If you don’t know who Tony Horton is, maybe you should. He is one of the hottest names in fitness as the creator of P90X, the at-home extreme fitness DVD program that has swept the nation and sold more than three million copies. He is also the author of Bring It—a lifestyle guide designed to whip you into shape. But what makes him different from almost any other exercise guru?

We asked him for his best advice on how to really “bring it.”

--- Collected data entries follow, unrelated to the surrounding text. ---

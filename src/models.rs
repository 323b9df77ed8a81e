//! Core data models for the statement assistant

use serde::{Deserialize, Deserializer, Serialize};
use serde_json::Value;
use std::collections::BTreeMap;
use std::fmt;
use std::path::Path;
use std::str::FromStr;

use crate::error::AssistantError;
use crate::Result;

//
// ================= Documents =================
//

#[derive(Debug, Clone, Copy, PartialEq, Eq)]
pub enum DocumentKind {
    Pdf,
    Txt,
}

impl DocumentKind {
    /// Infer the kind from a file name's extension (case-insensitive)
    pub fn from_file_name(file_name: &str) -> Result<Self> {
        let extension = Path::new(file_name)
            .extension()
            .and_then(|e| e.to_str())
            .map(|e| e.to_ascii_lowercase())
            .unwrap_or_default();

        match extension.as_str() {
            "pdf" => Ok(DocumentKind::Pdf),
            "txt" => Ok(DocumentKind::Txt),
            other => Err(AssistantError::UnsupportedDocument(if other.is_empty() {
                file_name.to_string()
            } else {
                other.to_string()
            })),
        }
    }

    pub fn extension(&self) -> &'static str {
        match self {
            DocumentKind::Pdf => "pdf",
            DocumentKind::Txt => "txt",
        }
    }
}

/// An uploaded statement, held only for the duration of one pipeline run
#[derive(Debug, Clone)]
pub struct RawDocument {
    pub file_name: String,
    pub bytes: Vec<u8>,
}

impl RawDocument {
    pub fn new(file_name: impl Into<String>, bytes: Vec<u8>) -> Self {
        Self {
            file_name: file_name.into(),
            bytes,
        }
    }

    pub fn kind(&self) -> Result<DocumentKind> {
        DocumentKind::from_file_name(&self.file_name)
    }
}

//
// ================= Financial Summary =================
//

#[derive(Debug, Clone, Copy, Serialize, Deserialize, PartialEq, Eq)]
#[serde(rename_all = "lowercase")]
pub enum TransactionKind {
    Ingreso,
    Egreso,
}

/// Closed category set the model must choose from.
/// Unknown labels are repaired to `Otro`.
#[derive(Debug, Clone, Copy, Serialize, Deserialize, PartialEq, Eq, Hash, Default)]
pub enum Category {
    #[serde(rename = "Nómina")]
    Nomina,
    Comida,
    Transporte,
    Suscripciones,
    #[serde(rename = "Préstamo")]
    Prestamo,
    Comisiones,
    Vivienda,
    Ocio,
    #[default]
    #[serde(other)]
    Otro,
}

impl Category {
    pub const ALL: [Category; 9] = [
        Category::Nomina,
        Category::Comida,
        Category::Transporte,
        Category::Suscripciones,
        Category::Prestamo,
        Category::Comisiones,
        Category::Vivienda,
        Category::Ocio,
        Category::Otro,
    ];

    pub fn label(&self) -> &'static str {
        match self {
            Category::Nomina => "Nómina",
            Category::Comida => "Comida",
            Category::Transporte => "Transporte",
            Category::Suscripciones => "Suscripciones",
            Category::Prestamo => "Préstamo",
            Category::Comisiones => "Comisiones",
            Category::Vivienda => "Vivienda",
            Category::Ocio => "Ocio",
            Category::Otro => "Otro",
        }
    }
}

impl fmt::Display for Category {
    fn fmt(&self, f: &mut fmt::Formatter<'_>) -> fmt::Result {
        f.write_str(self.label())
    }
}

impl FromStr for Category {
    type Err = AssistantError;

    fn from_str(s: &str) -> Result<Self> {
        Category::ALL
            .iter()
            .copied()
            .find(|c| c.label().eq_ignore_ascii_case(s))
            .ok_or_else(|| AssistantError::InvalidInput(format!("categoría desconocida '{}'", s)))
    }
}

#[derive(Debug, Clone, Default, Serialize, Deserialize, PartialEq)]
#[serde(default)]
pub struct Resumen {
    #[serde(rename = "saldo_inicial", deserialize_with = "deserialize_amount")]
    pub opening_balance: f64,
    #[serde(rename = "saldo_final", deserialize_with = "deserialize_amount")]
    pub closing_balance: f64,
    #[serde(rename = "total_ingresos", deserialize_with = "deserialize_amount")]
    pub total_income: f64,
    #[serde(rename = "total_egresos", deserialize_with = "deserialize_amount")]
    pub total_expenses: f64,
}

#[derive(Debug, Clone, Serialize, Deserialize, PartialEq)]
pub struct Transaction {
    #[serde(rename = "fecha", default)]
    pub date: String,
    #[serde(rename = "descripcion", default)]
    pub description: String,
    #[serde(rename = "monto", default, deserialize_with = "deserialize_amount")]
    pub amount: f64,
    #[serde(rename = "tipo")]
    pub kind: TransactionKind,
    #[serde(rename = "categoria_sugerida", default, deserialize_with = "deserialize_category")]
    pub category: Category,
}

#[derive(Debug, Clone, Default, Serialize, Deserialize, PartialEq)]
#[serde(default)]
pub struct Insights {
    #[serde(rename = "pagos_recurrentes")]
    pub recurring_payments: Vec<String>,
    #[serde(rename = "fuentes_ingreso")]
    pub income_sources: Vec<String>,
    #[serde(rename = "comisiones_bancarias", deserialize_with = "deserialize_amount")]
    pub bank_fees: f64,
}

/// Structured statement data returned by the model.
///
/// A summary with `error` set is a placeholder: every number is zero and the
/// collections are empty.
#[derive(Debug, Clone, Default, Serialize, Deserialize, PartialEq)]
pub struct FinancialSummary {
    #[serde(default)]
    pub resumen: Resumen,
    #[serde(rename = "transacciones", default)]
    pub transactions: Vec<Transaction>,
    #[serde(rename = "insights_detectados", default)]
    pub insights: Insights,
    #[serde(default, skip_serializing_if = "Option::is_none")]
    pub(crate) error: Option<String>,
}

impl FinancialSummary {
    /// Zeroed summary flagged with `message`
    pub fn failed(message: impl Into<String>) -> Self {
        Self {
            error: Some(message.into()),
            ..Self::default()
        }
    }

    pub fn error(&self) -> Option<&str> {
        self.error.as_deref()
    }

    pub fn is_error(&self) -> bool {
        self.error.is_some()
    }

    pub fn has_loans(&self) -> bool {
        self.transactions
            .iter()
            .any(|tx| tx.category == Category::Prestamo)
    }

    /// Sum of loan payments found in the statement
    pub fn loan_total(&self) -> f64 {
        self.transactions_in(Category::Prestamo)
            .map(|tx| tx.amount.abs())
            .sum()
    }

    pub fn transactions_in(&self, category: Category) -> impl Iterator<Item = &Transaction> {
        self.transactions
            .iter()
            .filter(move |tx| tx.category == category)
    }

    /// Recurring payments that actually show up in the transaction list
    pub fn corroborated_recurring_payments(&self) -> Vec<&str> {
        self.insights
            .recurring_payments
            .iter()
            .filter(|payment| {
                let needle = payment.trim().to_lowercase();
                !needle.is_empty()
                    && self
                        .transactions
                        .iter()
                        .any(|tx| tx.description.to_lowercase().contains(&needle))
            })
            .map(|p| p.as_str())
            .collect()
    }

    /// Reassign a transaction's category in place
    pub fn recategorize(&mut self, index: usize, category: Category) -> Result<()> {
        let count = self.transactions.len();
        let tx = self.transactions.get_mut(index).ok_or_else(|| {
            AssistantError::InvalidInput(format!(
                "la transacción {} no existe (hay {})",
                index + 1,
                count
            ))
        })?;
        tx.category = category;
        Ok(())
    }
}

/// Unknown labels, `null` and non-string values all become `Otro`.
fn deserialize_category<'de, D>(deserializer: D) -> std::result::Result<Category, D::Error>
where
    D: Deserializer<'de>,
{
    Ok(match Value::deserialize(deserializer)? {
        Value::String(label) => label.trim().parse().unwrap_or_default(),
        _ => Category::Otro,
    })
}

/// Accepts numbers, numeric strings ("$1,234.50") and null.
fn deserialize_amount<'de, D>(deserializer: D) -> std::result::Result<f64, D::Error>
where
    D: Deserializer<'de>,
{
    match Value::deserialize(deserializer)? {
        Value::Number(n) => n
            .as_f64()
            .ok_or_else(|| serde::de::Error::custom("amount out of range")),
        Value::Null => Ok(0.0),
        Value::String(s) => {
            let cleaned: String = s
                .chars()
                .filter(|c| !matches!(c, '$' | '€' | ',' | ' '))
                .collect();
            cleaned
                .parse::<f64>()
                .map_err(|_| serde::de::Error::custom(format!("invalid amount '{}'", s)))
        }
        other => Err(serde::de::Error::custom(format!(
            "expected a number, found {}",
            other
        ))),
    }
}

//
// ================= Actions =================
//

/// Follow-up actions offered after a statement is analyzed.
/// Ordering follows declaration order and drives menu layout.
#[derive(Debug, Clone, Copy, Serialize, Deserialize, PartialEq, Eq, PartialOrd, Ord, Hash)]
#[serde(rename_all = "snake_case")]
pub enum ActionKey {
    RevisarTransacciones,
    PlanDeudas,
    FondoEmergencia,
    PlanInversion,
    IngresoPasivo,
    GenerarOportunidad,
}

impl ActionKey {
    pub const ALL: [ActionKey; 6] = [
        ActionKey::RevisarTransacciones,
        ActionKey::PlanDeudas,
        ActionKey::FondoEmergencia,
        ActionKey::PlanInversion,
        ActionKey::IngresoPasivo,
        ActionKey::GenerarOportunidad,
    ];

    pub fn as_str(&self) -> &'static str {
        match self {
            ActionKey::RevisarTransacciones => "revisar_transacciones",
            ActionKey::PlanDeudas => "plan_deudas",
            ActionKey::FondoEmergencia => "fondo_emergencia",
            ActionKey::PlanInversion => "plan_inversion",
            ActionKey::IngresoPasivo => "ingreso_pasivo",
            ActionKey::GenerarOportunidad => "generar_oportunidad",
        }
    }

    /// Short label for menu buttons
    pub fn button_label(&self) -> &'static str {
        match self {
            ActionKey::RevisarTransacciones => "🧾 Revisar transacciones",
            ActionKey::PlanDeudas => "💳 Plan de deudas",
            ActionKey::FondoEmergencia => "🛟 Fondo de emergencia",
            ActionKey::PlanInversion => "📈 Plan de inversión",
            ActionKey::IngresoPasivo => "💡 Ingreso pasivo",
            ActionKey::GenerarOportunidad => "🚀 Generar oportunidad",
        }
    }
}

impl fmt::Display for ActionKey {
    fn fmt(&self, f: &mut fmt::Formatter<'_>) -> fmt::Result {
        f.write_str(self.as_str())
    }
}

impl FromStr for ActionKey {
    type Err = AssistantError;

    fn from_str(s: &str) -> Result<Self> {
        let key = s.trim().trim_start_matches('/');
        ActionKey::ALL
            .iter()
            .copied()
            .find(|k| k.as_str() == key)
            .ok_or_else(|| AssistantError::InvalidInput(format!("acción desconocida '{}'", s)))
    }
}

/// Ordered mapping from action to its suggestion text
pub type ActionSet = BTreeMap<ActionKey, String>;

#[cfg(test)]
mod tests {
    use super::*;

    #[test]
    fn test_document_kind_from_extension() {
        assert_eq!(DocumentKind::from_file_name("Estado.PDF").unwrap(), DocumentKind::Pdf);
        assert_eq!(DocumentKind::from_file_name("movs.txt").unwrap(), DocumentKind::Txt);
        assert!(matches!(
            DocumentKind::from_file_name("foto.png"),
            Err(AssistantError::UnsupportedDocument(ext)) if ext == "png"
        ));
        assert!(DocumentKind::from_file_name("sin_extension").is_err());
    }

    #[test]
    fn test_amounts_accept_strings_and_null() {
        let json = r#"{
            "resumen": {"saldo_inicial": "$1,000.50", "saldo_final": null, "total_ingresos": 200, "total_egresos": "80"},
            "transacciones": [],
            "insights_detectados": {}
        }"#;
        let summary: FinancialSummary = serde_json::from_str(json).unwrap();
        assert_eq!(summary.resumen.opening_balance, 1000.5);
        assert_eq!(summary.resumen.closing_balance, 0.0);
        assert_eq!(summary.resumen.total_expenses, 80.0);
    }

    #[test]
    fn test_amount_rejects_garbage() {
        let json = r#"{"resumen": {"saldo_final": "mucho"}}"#;
        assert!(serde_json::from_str::<FinancialSummary>(json).is_err());
    }

    #[test]
    fn test_unknown_category_repaired_to_otro() {
        let json = r#"{"fecha": "2024-01-02", "descripcion": "X", "monto": 5, "tipo": "egreso", "categoria_sugerida": "Mascotas"}"#;
        let tx: Transaction = serde_json::from_str(json).unwrap();
        assert_eq!(tx.category, Category::Otro);
    }

    #[test]
    fn test_null_or_non_string_category_repaired_to_otro() {
        for category in ["null", "3", "[\"Comida\"]"] {
            let json = format!(
                r#"{{"fecha": "2024-01-02", "descripcion": "X", "monto": 5, "tipo": "egreso", "categoria_sugerida": {}}}"#,
                category
            );
            let tx: Transaction = serde_json::from_str(&json).unwrap();
            assert_eq!(tx.category, Category::Otro, "category {}", category);
        }

        let json = r#"{"fecha": "", "descripcion": "X", "monto": 5, "tipo": "egreso", "categoria_sugerida": " comida "}"#;
        let tx: Transaction = serde_json::from_str(json).unwrap();
        assert_eq!(tx.category, Category::Comida);
    }

    #[test]
    fn test_invalid_kind_rejected() {
        let json = r#"{"fecha": "2024-01-02", "descripcion": "X", "monto": 5, "tipo": "traspaso"}"#;
        assert!(serde_json::from_str::<Transaction>(json).is_err());
    }

    #[test]
    fn test_category_wire_names() {
        assert_eq!(serde_json::to_string(&Category::Prestamo).unwrap(), "\"Préstamo\"");
        assert_eq!("nómina".parse::<Category>().unwrap(), Category::Nomina);
        assert_eq!("Préstamo".parse::<Category>().unwrap(), Category::Prestamo);
    }

    #[test]
    fn test_recategorize_in_place() {
        let mut summary = FinancialSummary {
            transactions: vec![Transaction {
                date: "2024-01-05".into(),
                description: "PAGO CREDITO".into(),
                amount: 300.0,
                kind: TransactionKind::Egreso,
                category: Category::Otro,
            }],
            ..Default::default()
        };

        summary.recategorize(0, Category::Prestamo).unwrap();
        assert!(summary.has_loans());
        assert_eq!(summary.loan_total(), 300.0);
        assert!(summary.recategorize(3, Category::Ocio).is_err());
    }

    #[test]
    fn test_corroborated_recurring_payments() {
        let summary = FinancialSummary {
            transactions: vec![Transaction {
                date: String::new(),
                description: "NETFLIX MX".into(),
                amount: 199.0,
                kind: TransactionKind::Egreso,
                category: Category::Suscripciones,
            }],
            insights: Insights {
                recurring_payments: vec!["Netflix".into(), "Gimnasio".into()],
                ..Default::default()
            },
            ..Default::default()
        };

        assert_eq!(summary.corroborated_recurring_payments(), vec!["Netflix"]);
    }

    #[test]
    fn test_action_key_round_trip_strings() {
        for key in ActionKey::ALL {
            assert_eq!(key.as_str().parse::<ActionKey>().unwrap(), key);
            assert_eq!(
                serde_json::to_string(&key).unwrap(),
                format!("\"{}\"", key.as_str())
            );
        }
        assert_eq!("/plan_deudas".parse::<ActionKey>().unwrap(), ActionKey::PlanDeudas);
    }
}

Exercise for the Right Reasons

First things first, you need to ask yourself if you are ready to make a change in your life and commit to it. Horton said hopping on the Stairmaster for 20 minutes three times a week is a start, and better than nothing, but is not going to give you the level of fitness essential for a healthy life.
Why are you making this change? Horton said if it is just to be thinner, you need to reevaluate yourself.

“Get away from the whole aesthetics factor. It shouldn’t be about eating foods that will help you be smaller later. It doesn’t matter how small you are—the fitness is what matters,” he said.
Instead, Horton said to concentrate on all the other benefits of exercise, and if you lose a few pounds in the process—that’s a bonus.

“If I exercise today and eat well, I turn back the clock. Cells will grow stronger, my immune system will function better and improve my quality of life. Memory will improve, I will have less stress and feel better,” he added.

Don’t Put Garbage in Your Mouth

Most people will tell you that healthy eating can be the most difficult part of getting into shape. Counting calories, weighing food and eating packaged diet foods don’t translate to a lifestyle most of us can stick to. Horton said he believes it’s as simple as this—“Don’t put garbage in your mouth.”

“Nine times out of 10, almost everyone knows the difference between healthy and not healthy food. We all know soda and doughnuts are not good, but we eat them anyway. We are unconscious eaters,” he said.

Horton’s program starts with a cleanse to get the body functioning efficiently by eating mainly fruits and vegetables, cutting out sugar and alcohol, and of course processed foods.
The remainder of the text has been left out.